Nothing but the lines from the one containing "filename crates/resock-common/src/telemetry/mod.rs" to the end of the data should be returned, each exactly as written.
——————————
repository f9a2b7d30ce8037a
//! # resock-common
//!
//! Shared utilities including socket settings, error handling, and telemetry.

pub mod config;
pub mod error;
pub mod telemetry;

// Re-export commonly used types at crate root
pub use self::config::{ConfigError, SocketSettings, ValidatedSettings};
pub use error::{ClientError, ClientResult};
pub use telemetry::{
    init_tracing, init_tracing_with_config, try_init_tracing, try_init_tracing_with_config,
    TracingConfig, TracingError,
};
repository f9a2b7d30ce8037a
//! Transport session identifier

use serde::{Deserialize, Serialize};
use std::fmt;
use uuid::Uuid;

/// Identifies one transport session
///
/// Every connection attempt gets a fresh id, so notifications that arrive from
/// a session that has since been replaced can be told apart from live ones.
#[derive(Debug, Clone, Copy, PartialEq, Eq, Hash, Serialize, Deserialize)]
pub struct SessionId(Uuid);

impl SessionId {
    /// Generate a new random session id
    #[must_use]
    pub fn generate() -> Self {
        Self(Uuid::new_v4())
    }
}

impl fmt::Display for SessionId {
    fn fmt(&self, f: &mut fmt::Formatter<'_>) -> fmt::Result {
        write!(f, "{}", self.0)
    }
}
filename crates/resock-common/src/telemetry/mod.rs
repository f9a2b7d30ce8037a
//! Telemetry and tracing setup

mod tracing_setup;

pub use tracing_setup::{
    init_tracing, init_tracing_with_config, try_init_tracing, try_init_tracing_with_config,
    TracingConfig, TracingError,
};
——————————
• [Response area]
filename crates/resock-common/src/telemetry/mod.rs
repository f9a2b7d30ce8037a
//! Telemetry and tracing setup

mod tracing_setup;

pub use tracing_setup::{
    init_tracing, init_tracing_with_config, try_init_tracing, try_init_tracing_with_config,
    TracingConfig, TracingError,
};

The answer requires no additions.